Operant conditioning – Mowrer (1947) proposed a two-process theory: the first stage of developing a phobia involves classical conditioning (as outlined above). The second stage is operant conditioning because the avoidance of the phobia stimulus reduces fear and is, therefore, reinforcing.

Social learning theory – Fears may be learned through imitation. Mineka et al. (1984) found that monkeys could develop snake phobias simply by watching another monkey experience fear in the presence of a snake.

Evaluation:

  • Some fears may be innate (see above).
  • Not everyone who is exposed to conditioning develops phobias. For example, DiNardo et al. (1988) found that as many people without dog phobias as those with dog phobias reported negative experiences with dogs.

3. Cognitive explanations of phobias

Phobias may be the result of irrational thoughts. For example, the sensation of crowding in a lift may develop into a cognition that lifts are associated with suffocation.

Eysenck (1997) reports research on biological challenges (e.g. breathing a mixture of carbon dioxide and oxygen). This often provokes a panic attack in patients suffering from panic disorder with agoraphobia, but rarely in normal controls. Panic attack patients may differ in the way they interpret their bodily symptoms. Cognitive explanations centre on irrational thinking and faulty cognition.

Evaluation:

  • The success of behavioural and cognitive-behavioural therapies in treating phobias supports their value as explanations.

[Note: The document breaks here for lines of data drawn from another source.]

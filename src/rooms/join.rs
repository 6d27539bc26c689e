use axum::{debug_handler, extract::State, http::StatusCode, response::{Html, IntoResponse, Redirect, Response}, Form};
use tower_sessions::Session;

use crate::{chat::forms::RegistrationForm, render, session::ChatRegistry, AppResult, AppState};

#[debug_handler(state = AppState)]
pub(crate) async fn register(
    State(chats): State<ChatRegistry>,
    session: Session,

    Form(form): Form<RegistrationForm>,
) -> AppResult<Response> {
    let user = match form.into_user() {
        Ok(user) => user,
        Err(err) => {
            let page = render::registration_page(Some(&err.to_string()));
            return Ok((StatusCode::UNPROCESSABLE_ENTITY, Html(page.into_string())).into_response());
        }
    };

    let chat = chats.open(&session).await?;
    if !chat.register(user).await {
        tracing::debug!("page session already registered");
    }

    Ok(Redirect::to("/").into_response())
}
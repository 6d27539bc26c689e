//! Desktop notifications for activity the user did not cause.
//!
//! The page owns the actual platform API. This module decides *whether* to
//! show something: permission is asked for at most once per page load, and
//! nothing is shown while the page is in front of the user.

use serde::{Deserialize, Serialize};

use crate::chat::{
    store::ChatEvent,
    view::find_sender,
    Sender, User, UserId,
};

#[derive(Debug, Clone, Copy, PartialEq, Eq, Serialize, Deserialize)]
#[serde(rename_all = "lowercase")]
pub enum Permission {
    Default,
    Granted,
    Denied,
}

#[derive(Debug, Clone, PartialEq, Eq, Serialize)]
pub struct Notification {
    pub title: String,
    pub body: String,
    pub tag: &'static str,
}

/// In-page popup. Unlike [`Notification`] it is shown whether or not the page is visible.
#[derive(Debug, Clone, PartialEq, Eq, Serialize)]
pub struct Toast {
    pub title: String,
    pub body: String,
}

/// The platform side of notifications.
pub trait Notifier {
    fn document_hidden(&self) -> bool;
    fn show(&self, notification: Notification);
}

/// Returned by [`NotificationGate::init`] when the page has to ask the user.
#[derive(Debug, PartialEq, Eq)]
pub struct PermissionRequest;

#[derive(Debug)]
pub struct NotificationGate {
    granted: bool,
    pending: bool,
}

impl NotificationGate {
    pub fn init(permission: Permission) -> (Self, Option<PermissionRequest>) {
        match permission {
            Permission::Granted => (NotificationGate { granted: true, pending: false }, None),
            Permission::Denied => (NotificationGate { granted: false, pending: false }, None),
            Permission::Default => (
                NotificationGate { granted: false, pending: true },
                Some(PermissionRequest),
            ),
        }
    }

    /// Records the answer to the one outstanding request.
    pub fn resolve(&mut self, outcome: Permission) {
        if !self.pending {
            return;
        }
        self.pending = false;
        self.granted = outcome == Permission::Granted;
    }

    pub fn is_granted(&self) -> bool {
        self.granted
    }

    pub fn notify<N: Notifier>(&self, notifier: &N, notification: Notification) -> bool {
        if !self.granted || !notifier.document_hidden() {
            return false;
        }
        notifier.show(notification);
        true
    }
}

/// Turns a store event into a notification, if it is about somebody else.
pub fn alert_for(event: &ChatEvent, current: Option<UserId>, roster: &[User]) -> Option<Notification> {
    match event {
        ChatEvent::MessageAdded(message) => {
            let Sender::User(id) = message.sender else {
                return None;
            };
            if Some(id) == current {
                return None;
            }

            let title = find_sender(roster, message.sender)
                .map(|user| user.nickname.clone())
                .unwrap_or_else(|| "Someone".to_owned());

            Some(Notification {
                title,
                body: message.text.clone(),
                tag: "new-message",
            })
        }
        ChatEvent::Joined(user) if Some(user.id) != current => Some(Notification {
            title: format!("{} {} joined!", user.avatar, user.nickname),
            body: "New participant in the chat".to_owned(),
            tag: "user-joined",
        }),
        ChatEvent::Joined(_) | ChatEvent::ProfileUpdated(_) => None,
    }
}

/// Same trigger as [`alert_for`]; message toasts lead with the sender's avatar.
pub fn toast_for(event: &ChatEvent, current: Option<UserId>, roster: &[User]) -> Option<Toast> {
    let alert = alert_for(event, current, roster)?;

    let title = match event {
        ChatEvent::MessageAdded(message) => {
            let avatar = find_sender(roster, message.sender).map_or("💬", |user| user.avatar.as_str());
            format!("{avatar} {}", alert.title)
        }
        ChatEvent::Joined(_) | ChatEvent::ProfileUpdated(_) => alert.title,
    };

    Some(Toast { title, body: alert.body })
}

#[cfg(test)]
mod tests {
    use std::cell::{Cell, RefCell};

    use crate::chat::{store::SessionStore, Message, AVATARS, COLORS};

    use super::*;

    #[derive(Default)]
    struct FakePage {
        hidden: Cell<bool>,
        shown: RefCell<Vec<Notification>>,
    }

    impl Notifier for FakePage {
        fn document_hidden(&self) -> bool {
            self.hidden.get()
        }

        fn show(&self, notification: Notification) {
            self.shown.borrow_mut().push(notification);
        }
    }

    fn ping() -> Notification {
        Notification {
            title: "Bob".to_owned(),
            body: "ping".to_owned(),
            tag: "new-message",
        }
    }

    #[test]
    fn asks_only_when_undetermined() {
        assert_eq!(NotificationGate::init(Permission::Granted).1, None);
        assert_eq!(NotificationGate::init(Permission::Denied).1, None);
        assert_eq!(NotificationGate::init(Permission::Default).1, Some(PermissionRequest));
    }

    #[test]
    fn only_the_first_answer_counts() {
        let (mut gate, _) = NotificationGate::init(Permission::Default);
        assert!(!gate.is_granted());
        gate.resolve(Permission::Granted);
        assert!(gate.is_granted());
        gate.resolve(Permission::Denied);
        assert!(gate.is_granted());

        let (mut gate, _) = NotificationGate::init(Permission::Denied);
        gate.resolve(Permission::Granted);
        assert!(!gate.is_granted());
    }

    #[test]
    fn shows_only_when_granted_and_hidden() {
        let page = FakePage::default();
        let (granted, _) = NotificationGate::init(Permission::Granted);
        let (denied, _) = NotificationGate::init(Permission::Denied);

        assert!(!granted.notify(&page, ping()));
        page.hidden.set(true);
        assert!(!denied.notify(&page, ping()));
        assert!(granted.notify(&page, ping()));

        assert_eq!(page.shown.borrow().as_slice(), &[ping()]);
    }

    #[test]
    fn alerts_skip_own_and_system_activity() {
        let mut store = SessionStore::new();
        let alice = User::new("Alice", AVATARS[0], COLORS[0]);
        let bob = User::new("Bob", AVATARS[1], COLORS[1]);

        let own_join = store.register(alice.clone());
        for event in &own_join {
            assert_eq!(alert_for(event, store.current_id(), store.roster()), None);
        }

        let own = store.send("hi").unwrap();
        assert_eq!(alert_for(&own, store.current_id(), store.roster()), None);

        let joined = store.admit(bob.clone());
        let alert = alert_for(&joined[0], store.current_id(), store.roster()).unwrap();
        assert_eq!(alert.title, format!("{} Bob joined!", AVATARS[1]));
        assert_eq!(alert.tag, "user-joined");
        assert_eq!(alert_for(&joined[1], store.current_id(), store.roster()), None);

        let theirs = store.post_as(bob.id, "yo").unwrap();
        let alert = alert_for(&theirs, store.current_id(), store.roster()).unwrap();
        assert_eq!(alert.title, "Bob");
        assert_eq!(alert.body, "yo");
        assert_eq!(alert.tag, "new-message");
    }

    #[test]
    fn unknown_sender_gets_a_placeholder_title() {
        let stray = ChatEvent::MessageAdded(Message::new(Sender::User(UserId::new()), "boo"));
        let alert = alert_for(&stray, None, &[]).unwrap();
        assert_eq!(alert.title, "Someone");

        let toast = toast_for(&stray, None, &[]).unwrap();
        assert_eq!(toast.title, "💬 Someone");
        assert_eq!(toast.body, "boo");
    }

    #[test]
    fn toasts_follow_alerts() {
        let mut store = SessionStore::new();
        let alice = User::new("Alice", AVATARS[0], COLORS[0]);
        let bob = User::new("Bob", AVATARS[1], COLORS[1]);
        store.register(alice);

        let own = store.send("hi").unwrap();
        assert_eq!(toast_for(&own, store.current_id(), store.roster()), None);

        let joined = store.admit(bob.clone());
        let toast = toast_for(&joined[0], store.current_id(), store.roster()).unwrap();
        assert_eq!(toast.title, format!("{} Bob joined!", AVATARS[1]));
        assert_eq!(toast.body, "New participant in the chat");

        let theirs = store.post_as(bob.id, "yo").unwrap();
        let toast = toast_for(&theirs, store.current_id(), store.roster()).unwrap();
        assert_eq!(toast.title, format!("{} Bob", AVATARS[1]));
        assert_eq!(toast.body, "yo");
    }
}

4. Psychodynamic explanations of phobias

Freud (1909) suggested that phobias arise when anxieties are displaced onto the phobic object that symbolises the initial conflict. If the conflict is resolved the phobia will disappear.

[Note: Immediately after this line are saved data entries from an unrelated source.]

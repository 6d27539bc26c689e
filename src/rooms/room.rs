use axum::{debug_handler, extract::State, response::{Html, IntoResponse, Response}};
use tower_sessions::Session;

use crate::{render, session::ChatRegistry, AppResult, AppState};

/// Registration form until this page session has an identity, the room after.
#[debug_handler(state = AppState)]
pub(crate) async fn room(
    State(chats): State<ChatRegistry>,
    session: Session,
) -> AppResult<Response> {
    let Some(chat) = chats.find(&session).await? else {
        return Ok(Html(render::registration_page(None).into_string()).into_response());
    };
    let store = chat.lock().await;

    let markup = match store.current() {
        Some(me) => render::room_page(&store, me, None),
        None => render::registration_page(None),
    };

    Ok(Html(markup.into_string()).into_response())
}
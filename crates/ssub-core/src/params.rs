//! Submission parameters.

use crate::output::LogPaths;
use crate::validate::ValidationError;

/// A recognized submission parameter.
#[derive(Debug, Clone, Copy, PartialEq, Eq, PartialOrd, Ord, Hash)]
pub enum Param {
    JobName,
    Partition,
    Account,
    Nodes,
    Ntasks,
    CpusPerTask,
    Mem,
    Time,
    Nodelist,
    Exclude,
    MailUser,
    MailType,
    Output,
    Seed,
    Gpus,
    GpuMem,
    NoUnique,
}

impl Param {
    pub const ALL: [Param; 17] = [
        Param::JobName,
        Param::Partition,
        Param::Account,
        Param::Nodes,
        Param::Ntasks,
        Param::CpusPerTask,
        Param::Mem,
        Param::Time,
        Param::Nodelist,
        Param::Exclude,
        Param::MailUser,
        Param::MailType,
        Param::Output,
        Param::Seed,
        Param::Gpus,
        Param::GpuMem,
        Param::NoUnique,
    ];

    /// Key used in the defaults file.
    pub fn key(self) -> &'static str {
        match self {
            Self::JobName => "job_name",
            Self::Partition => "partition",
            Self::Account => "account",
            Self::Nodes => "nodes",
            Self::Ntasks => "ntasks",
            Self::CpusPerTask => "cpus_per_task",
            Self::Mem => "mem",
            Self::Time => "time",
            Self::Nodelist => "nodelist",
            Self::Exclude => "exclude",
            Self::MailUser => "mail_user",
            Self::MailType => "mail_type",
            Self::Output => "output",
            Self::Seed => "seed",
            Self::Gpus => "gpus",
            Self::GpuMem => "gpu_mem",
            Self::NoUnique => "no_unique",
        }
    }

    pub fn from_key(key: &str) -> Option<Self> {
        Self::ALL.into_iter().find(|p| p.key() == key)
    }

    /// Out-of-box default used when neither the caller nor the defaults
    /// file provides a value. The seed has none; it is generated.
    pub fn builtin_default(self) -> &'static str {
        match self {
            Self::JobName => "ssub",
            Self::Ntasks => "1",
            Self::CpusPerTask => "1",
            Self::MailType => "NONE",
            Self::NoUnique => "0",
            _ => "",
        }
    }

    /// Whether the defaults file may set this parameter.
    pub fn is_configurable(self) -> bool {
        self != Self::Seed
    }
}

/// Fully resolved parameters for one submission.
#[derive(Debug, Clone, Default, PartialEq, Eq)]
pub struct ParameterSet {
    pub job_name: String,
    pub partition: String,
    pub account: String,
    pub nodes: String,
    pub ntasks: String,
    pub cpus_per_task: String,
    pub mem: String,
    pub time: String,
    pub nodelist: String,
    pub exclude: String,
    pub mail_user: String,
    pub mail_type: String,
    /// Raw output specification, if any.
    pub output: Option<String>,
    pub seed: String,
    pub gpus: String,
    pub gpu_mem: String,
    pub no_unique: bool,
    /// Concrete log files, filled in by [`crate::derive_log_paths`].
    pub logs: LogPaths,
}

impl ParameterSet {
    pub fn gpus_requested(&self) -> bool {
        !self.gpus.trim().is_empty()
    }

    /// Cores this job will hold once running: ntasks × cpus-per-task.
    ///
    /// An empty value counts as one.
    pub fn requested_cores(&self) -> Result<u64, ValidationError> {
        let ntasks = parse_count(Param::Ntasks, &self.ntasks)?;
        let cpus = parse_count(Param::CpusPerTask, &self.cpus_per_task)?;
        ntasks
            .checked_mul(cpus)
            .ok_or(ValidationError::CoreCountOverflow { ntasks, cpus })
    }
}

fn parse_count(param: Param, value: &str) -> Result<u64, ValidationError> {
    let trimmed = value.trim();
    if trimmed.is_empty() {
        return Ok(1);
    }
    trimmed
        .parse::<u64>()
        .map_err(|_| ValidationError::NotInteger {
            key: param.key(),
            value: value.to_string(),
        })
}

#[cfg(test)]
mod tests {
    use super::*;

    #[test]
    fn test_keys_round_trip() {
        for param in Param::ALL {
            assert_eq!(Param::from_key(param.key()), Some(param));
        }
        assert_eq!(Param::from_key("bogus"), None);
    }

    #[test]
    fn test_seed_not_configurable() {
        assert!(!Param::Seed.is_configurable());
        assert!(Param::Mem.is_configurable());
    }

    #[test]
    fn test_requested_cores() {
        let params = ParameterSet {
            ntasks: "4".to_string(),
            cpus_per_task: "2".to_string(),
            ..Default::default()
        };
        assert_eq!(params.requested_cores().unwrap(), 8);

        let params = ParameterSet::default();
        assert_eq!(params.requested_cores().unwrap(), 1);
    }

    #[test]
    fn test_requested_cores_rejects_non_integer() {
        let params = ParameterSet {
            ntasks: "four".to_string(),
            ..Default::default()
        };
        assert!(matches!(
            params.requested_cores(),
            Err(ValidationError::NotInteger { key: "ntasks", .. })
        ));
    }

    #[test]
    fn test_requested_cores_overflow() {
        let params = ParameterSet {
            ntasks: "4294967296".to_string(),
            cpus_per_task: "4294967296".to_string(),
            ..Default::default()
        };
        assert_eq!(
            params.requested_cores(),
            Err(ValidationError::CoreCountOverflow {
                ntasks: 4294967296,
                cpus: 4294967296
            })
        );
    }
}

Freud used the classic case study of Little Hans to illustrate the process. Hans developed a fear of horses because the horse represented the boy’s unconscious fear of his father. He was also afraid of being bitten by a horse, whereas he was actually scared that his mother would leave him.

Evaluation:

  • Freudian explanations lack falsifiability. There are other, possibly more plausible explanations, for example, Hans might have developed his fear through classical conditioning. Falsifiability refers to the ability to prove a theory wrong. It is possible to present a Freudian explanation to fit any facts.
  • Data collection in such studies relies on retrospective recall, which may be unreliable.
  • Such data is correlational and does not demonstrate a causal link.